Head Quarters, Cambridge, August 1st 1775.

Parole Gibralter.Countersign Fairfield.

The General thanks Major Tupper, and the Officers and Soldiers under his Command, for their gallant and soldierlike behaviour in possessing themselves of the enemy’s post at the Light House, and for the Number of Prisoners they took there, and doubts not, but the Continental Army, will be as famous for their mercy as for their valour.1

Two Subs. two serjeants, one Drum and thirty Rank and File, to parade at Head Quarters at Noon; to escort the prisoners to Worcester. The Commanding Officer will receive his orders from the Adjutant General.2

For the satisfaction of all concerned; The General directs the following Resolution of the Legislature of this Colony to be inserted in General Orders. viz:

“In House of Representatives, Watertown 29th July 1775.

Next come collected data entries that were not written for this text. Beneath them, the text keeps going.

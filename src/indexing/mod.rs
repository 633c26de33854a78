// src/indexing/mod.rs

pub mod from_geoid;
pub mod hexagon;
pub mod square;
pub mod to_geoid;

use crate::constants::MAX_BIN_BNDRY_VERTS;
use crate::error::ProjectionError;
use crate::projection::Projection;
use crate::types::{BinSpec, BinType, Cell, CellBoundary, PlanePoint, UtmCoord};

// Re-export public functions from submodules for easier access
pub use from_geoid::{cell_geometry, CellGeometry};
pub use to_geoid::{geoid_from_lon_lat, geoid_from_point, geoid_from_projected, BinnedPoint};

/// Bin containing a projected point and that bin's center, for either topology.
#[must_use]
pub fn cell_from_projected(spec: BinSpec, point: PlanePoint) -> (Cell, PlanePoint) {
  match spec.bin_type() {
    BinType::Square => square::cell_from_projected(point, spec.size()),
    BinType::Hexagon => hexagon::cell_from_projected(point, spec.size()),
  }
}

/// Center of a bin in its zone frame.
#[must_use]
pub fn center_of(spec: BinSpec, cell: Cell) -> PlanePoint {
  match spec.bin_type() {
    BinType::Square => square::center_of(cell, spec.size()),
    BinType::Hexagon => hexagon::center_of(cell, spec.size()),
  }
}

/// Boundary ring of the bin centered at `center`, converted to lon/lat through
/// the zone frame `zone` / `band`.
pub fn boundary_from_center<P: Projection>(
  proj: &P,
  spec: BinSpec,
  center: PlanePoint,
  zone: u8,
  band: char,
) -> Result<CellBoundary, ProjectionError> {
  let (plane, num_verts) = plane_boundary(spec, center);

  let mut boundary = CellBoundary::default();
  for (slot, p) in boundary.verts.iter_mut().zip(&plane[..num_verts]) {
    *slot = proj.inverse(&UtmCoord {
      easting: p.easting,
      northing: p.northing,
      zone,
      band,
    })?;
  }
  boundary.num_verts = num_verts;
  Ok(boundary)
}

/// Boundary ring in the zone frame. Entries past the returned count are unused.
#[must_use]
pub fn plane_boundary(spec: BinSpec, center: PlanePoint) -> ([PlanePoint; MAX_BIN_BNDRY_VERTS], usize) {
  let mut ring = [PlanePoint::default(); MAX_BIN_BNDRY_VERTS];
  let num_verts = match spec.bin_type() {
    BinType::Square => {
      let corners = square::boundary_from_center(center, spec.size());
      ring[..corners.len()].copy_from_slice(&corners);
      corners.len()
    }
    BinType::Hexagon => {
      ring = hexagon::boundary_from_center(center, spec.size());
      ring.len()
    }
  };
  (ring, num_verts)
}
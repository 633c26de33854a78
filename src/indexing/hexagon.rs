// src/indexing/hexagon.rs

//! Flat-top hexagon grid in a zone frame.
//!
//! The plane is cut into vertical strips `size / 4` wide and horizontal
//! strips `size / 2 * sin 60` high. Each strip pair falls into one of twelve
//! classes (column strip mod 6, row strip mod 2); the class decides which of
//! at most two hexagons the point can lie in. Valid cells have `x + y` odd.

use crate::constants::{M_SQRT3_2, NUM_HEX_VERTS};
use crate::types::{Cell, PlanePoint};

/// Index adjustment applied to the tentative cell.
#[derive(Debug, Clone, Copy, PartialEq, Eq)]
pub(crate) enum Step {
  Keep,
  East,
  North,
  NorthEast,
}

impl Step {
  fn apply(self, cell: Cell) -> Cell {
    match self {
      Step::Keep => cell,
      Step::East => Cell { x: cell.x + 1, ..cell },
      Step::North => Cell { y: cell.y + 1, ..cell },
      Step::NorthEast => Cell {
        x: cell.x + 1,
        y: cell.y + 1,
      },
    }
  }
}

/// How one strip class resolves its cell.
#[derive(Debug, Clone, Copy, PartialEq, Eq)]
pub(crate) enum Rule {
  /// The class lies inside a single hexagon.
  Fixed(Step),
  /// The class is split by the edge `from -> to` of the tentative hexagon.
  Edge {
    from: usize,
    to: usize,
    left: Step,
    otherwise: Step,
  },
}

/// Resolution rules indexed by `[row strip mod 2][column strip mod 6]`.
pub(crate) const RULES: [[Rule; 6]; 2] = [
  [
    Rule::Edge {
      from: 0,
      to: 1,
      left: Step::North,
      otherwise: Step::East,
    },
    Rule::Fixed(Step::East),
    Rule::Fixed(Step::East),
    Rule::Edge {
      from: 5,
      to: 0,
      left: Step::Keep,
      otherwise: Step::NorthEast,
    },
    Rule::Fixed(Step::NorthEast),
    Rule::Fixed(Step::NorthEast),
  ],
  [
    Rule::Edge {
      from: 5,
      to: 0,
      left: Step::Keep,
      otherwise: Step::NorthEast,
    },
    Rule::Fixed(Step::NorthEast),
    Rule::Fixed(Step::NorthEast),
    Rule::Edge {
      from: 0,
      to: 1,
      left: Step::North,
      otherwise: Step::East,
    },
    Rule::Fixed(Step::East),
    Rule::Fixed(Step::East),
  ],
];

/// Width of one vertical strip.
#[inline]
#[must_use]
pub fn x_seg(size: f64) -> f64 {
  size / 4.0
}

/// Height of one horizontal strip (half the distance between stacked centers).
#[inline]
#[must_use]
pub fn y_seg(size: f64) -> f64 {
  size / 2.0 * M_SQRT3_2
}

/// Whether `p` lies strictly left of the directed line `a -> b`.
#[inline]
pub(crate) fn is_left(p: PlanePoint, a: PlanePoint, b: PlanePoint) -> bool {
  (b.easting - a.easting) * (p.northing - a.northing) - (b.northing - a.northing) * (p.easting - a.easting) > 0.0
}

/// Hexagon containing a projected point, with its center.
#[must_use]
pub fn cell_from_projected(point: PlanePoint, size: f64) -> (Cell, PlanePoint) {
  let xs = x_seg(size);
  let ys = y_seg(size);

  let x_seg_num = (point.easting / xs).floor() as i64;
  let y_seg_num = (point.northing / ys).floor() as i64;
  let x_rem = x_seg_num.rem_euclid(6) as usize;
  let y_rem = y_seg_num.rem_euclid(2) as usize;

  let tentative = Cell {
    x: x_seg_num.div_euclid(3),
    y: y_seg_num,
  };

  let step = match RULES[y_rem][x_rem] {
    Rule::Fixed(step) => step,
    Rule::Edge {
      from,
      to,
      left,
      otherwise,
    } => {
      let ring = boundary_from_center(tentative_center(x_seg_num, y_seg_num, xs, ys), size);
      if is_left(point, ring[from], ring[to]) {
        left
      } else {
        otherwise
      }
    }
  };

  let cell = step.apply(tentative);
  (cell, center_of(cell, size))
}

/// The real hexagon center of the strip's column, on the strip's row or the one above.
fn tentative_center(x_seg_num: i64, y_seg_num: i64, xs: f64, ys: f64) -> PlanePoint {
  let region = x_seg_num.div_euclid(6);
  let column = if x_seg_num.rem_euclid(6) < 3 { 2 * region + 1 } else { 2 * region + 2 };
  let row = if (column + y_seg_num).rem_euclid(2) == 1 { y_seg_num } else { y_seg_num + 1 };
  PlanePoint::new(column as f64 * 3.0 * xs - xs, row as f64 * ys)
}

/// Center of a hexagon cell in its zone frame.
#[inline]
#[must_use]
pub fn center_of(cell: Cell, size: f64) -> PlanePoint {
  let xs = x_seg(size);
  PlanePoint::new(cell.x as f64 * 3.0 * xs - xs, cell.y as f64 * y_seg(size))
}

/// Vertices of a hexagon around its center, clockwise from the west vertex.
#[must_use]
pub fn boundary_from_center(center: PlanePoint, size: f64) -> [PlanePoint; NUM_HEX_VERTS] {
  let xs = x_seg(size);
  let ys = y_seg(size);
  let PlanePoint { easting: e, northing: n } = center;
  [
    PlanePoint::new(e - 2.0 * xs, n),
    PlanePoint::new(e - xs, n + ys),
    PlanePoint::new(e + xs, n + ys),
    PlanePoint::new(e + 2.0 * xs, n),
    PlanePoint::new(e + xs, n - ys),
    PlanePoint::new(e - xs, n - ys),
  ]
}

“Whereas sundry Complaints have been made, by some of the Soldiers raised by this Colony, that they have not received the allowance pay of Forty Shillings, agreeable to the Resolution of Provincial Congress,3 therefore Resolved, that a Committee be appointed forthwith, to apply to the Colonels of the several Regiments, raised by the Colony, and to the Muster Masters and Pay Masters in the Camp, at Cambridge and Roxbury; and obtain of them a compleat List of the Non Commissioned Officers and Soldiers, in their respective regiments, distinguishing those that have been muster’d and paid; from those that have not, that such Methods may be pursued, as shall remove all just ground of Complaint—read and ordered, that Colonel Cushing and Mr Webster,4 with such as the Honorable Board shall join, be a Committee for the purpose above mentioned.

“Sent up for concurrence.

James Warren, speaker.

“In Council, read and concurred, and Col. Lincoln5 is join’d.

Albt P: Morton, secy.”6

The Officers commanding Massachusetts Regiments, will pay all due Attention to the foregoing resolution.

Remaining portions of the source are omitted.